The landownership body said the ministry should at least relax guidelines issued under the Forest Conservation Act to allow compensatory afforestation for projects implemented in degraded forest lands in central and public sector enterprises (PSUs) in neighboring states.
In its letter to the Ministry, the DDA quoted Section 2.3 (v) of Chapter 2 of the Handbook of Forest Conservation Act, which states: Not found where forest change is proposed, land for CA may be identified in another state / UT, especially in a neighboring state / UT. ” “It is proposed that Section 2.3 (v) of the guidelines issued by the Ministry may be relaxed for Delhi in general and CA may be granted in neighboring states,” the DDA read in a letter to the Ministry.
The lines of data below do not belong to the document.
use std::sync::Arc;

use async_trait::async_trait;
use lettre::{
  address::AddressError,
  message::{Mailbox, MultiPart},
  transport::smtp::authentication::Credentials,
  AsyncSmtpTransport, AsyncTransport, Message, Tokio1Executor,
};
use thiserror::Error;
use tracing::{error, info, warn};

use super::config::MailConfig;

const CREDENTIALS_SUBJECT: &str = "Thank you for joining the App CareerNetwork!";

#[derive(Debug, Error)]
pub enum NotifierError {
  #[error("Invalid address: {0}")]
  Address(#[from] AddressError),
  #[error("Message build error: {0}")]
  Message(#[from] lettre::error::Error),
  #[error("SMTP error: {0}")]
  Smtp(#[from] lettre::transport::smtp::Error),
  #[error("SMTP is not configured")]
  NotConfigured,
}

/// Out-of-band delivery of freshly issued credentials.
#[cfg_attr(test, mockall::automock)]
#[async_trait]
pub trait Notifier {
  async fn send_credentials(
    &self,
    email: &str,
    password: &str,
  ) -> Result<(), NotifierError>;
}

pub struct SmtpNotifier {
  transport: AsyncSmtpTransport<Tokio1Executor>,
  from: Mailbox,
}

impl SmtpNotifier {
  pub fn new(config: &MailConfig) -> Result<Self, NotifierError> {
    let credentials =
      Credentials::new(config.username.clone(), config.password.clone());
    let transport = AsyncSmtpTransport::<Tokio1Executor>::relay(&config.host)?
      .port(config.port)
      .credentials(credentials)
      .build();
    Ok(Self {
      transport,
      from: config.from.parse()?,
    })
  }
}

#[async_trait]
impl Notifier for SmtpNotifier {
  async fn send_credentials(
    &self,
    email: &str,
    password: &str,
  ) -> Result<(), NotifierError> {
    let message = Message::builder()
      .from(self.from.clone())
      .to(email.parse()?)
      .subject(CREDENTIALS_SUBJECT)
      .multipart(MultiPart::alternative_plain_html(
        String::from("I am so glad you registered for the CareerNetwork"),
        credentials_html(password),
      ))?;

    self.transport.send(message).await?;
    Ok(())
  }
}

fn credentials_html(password: &str) -> String {
  format!(
    "<b>Here's your password for login as employee</b>\
     <p>Make sure you don't share this email public</p>\
     <b>password: {password}</b><p>Our best</p><b>Twist Team</b>"
  )
}

/// Used when no SMTP account is configured. Every delivery fails, so the
/// dispatcher reports it as an error. Never logs the password.
pub struct LogNotifier;

#[async_trait]
impl Notifier for LogNotifier {
  async fn send_credentials(
    &self,
    email: &str,
    _password: &str,
  ) -> Result<(), NotifierError> {
    warn!(%email, "credentials were not delivered");
    Err(NotifierError::NotConfigured)
  }
}

/// Sends the credentials in the background. Failures are logged, never
/// reported to the caller.
pub fn dispatch_credentials(
  notifier: Arc<dyn Notifier + Send + Sync>,
  email: String,
  password: String,
) {
  actix_web::rt::spawn(async move {
    match notifier.send_credentials(&email, &password).await {
      Ok(()) => info!(%email, "credentials email sent"),
      Err(error) => error!(%email, %error, "credentials email failed"),
    }
  });
}

#[cfg(test)]
pub mod tests {
  use super::*;

  #[derive(Debug, Clone, PartialEq, Eq)]
  pub struct SentCredentials {
    pub email: String,
    pub password: String,
  }

  /// Forwards every delivery to a channel the test can await.
  pub struct RecordingNotifier {
    sender: flume::Sender<SentCredentials>,
  }

  impl RecordingNotifier {
    pub fn new() -> (Self, flume::Receiver<SentCredentials>) {
      let (sender, receiver) = flume::unbounded();
      (Self { sender }, receiver)
    }
  }

  #[async_trait]
  impl Notifier for RecordingNotifier {
    async fn send_credentials(
      &self,
      email: &str,
      password: &str,
    ) -> Result<(), NotifierError> {
      let _ = self.sender.send(SentCredentials {
        email: email.to_string(),
        password: password.to_string(),
      });
      Ok(())
    }
  }

  #[actix_web::test]
  async fn test_log_notifier_reports_undelivered_credentials() {
    let result = LogNotifier
      .send_credentials("someone@example.com", "Abc12Def3gh")
      .await;
    assert!(matches!(result, Err(NotifierError::NotConfigured)));
  }

  #[test]
  fn test_credentials_html_contains_password() {
    let html = credentials_html("Abc12Def3gh");
    assert!(html.contains("password: Abc12Def3gh"));
  }

  #[actix_web::test]
  async fn test_dispatch_swallows_delivery_failure() {
    let mut notifier = MockNotifier::new();
    let (done_tx, done_rx) = flume::bounded(1);
    notifier
      .expect_send_credentials()
      .times(1)
      .returning(move |email, _| {
        let _ = done_tx.send(email.to_string());
        Err(NotifierError::Address(
          "not an address".parse::<Mailbox>().unwrap_err(),
        ))
      });

    dispatch_credentials(
      Arc::new(notifier),
      String::from("someone@example.com"),
      String::from("Abc12Def3gh"),
    );

    let email = done_rx.recv_async().await.unwrap();
    assert_eq!(email, "someone@example.com");
  }
}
According to the guidelines issued under the Forest Conservation Act, compensatory afforestation is equivalent to the area proposed for diversion on suitable non-forest land, at the expense of the user organization. In the case of projects implemented by the Center or PSU, compensatory afforestation can also be done on eroded land, which is twice as extensive as forest.
“The ministry may consider giving permission to the CA for projects implemented by the central government / PSU in degraded forests in neighboring states of Delhi,” the DDA said.
A senior DDA official said that under the Delhi Master Plan, it was decided to set aside 15 per cent area for recreational land use, under which all parks, green belts and forests would be maintained.
“In contrast to the 15 per cent area earmarked for recreational green use, the total forest and tree cover in the capital is now over 23 per cent, according to the latest state forest report published by the Forest Survey of India, Dehradun,” he said.
“Most of the recreational green areas identified under the master plan are already full of trees,” he said. Other vacant land parcels available in small patches are required for the basic developmental needs of the citizens of Delhi, ”read the DDA letter.
“No land has been acquired in Delhi since 1990. DDA now finds it very difficult to meet the land requirement for CA in the green zone identified under the master plan. Maybe, which could adversely affect the upcoming projects in Delhi, ”it said.
The DDA recently asked the Delhi Forest Department to revise the guidelines for the compensatory tree planting scheme and reduce the number of plantings for each tree cut down from 10 to two due to lack of land. However, that request has been denied.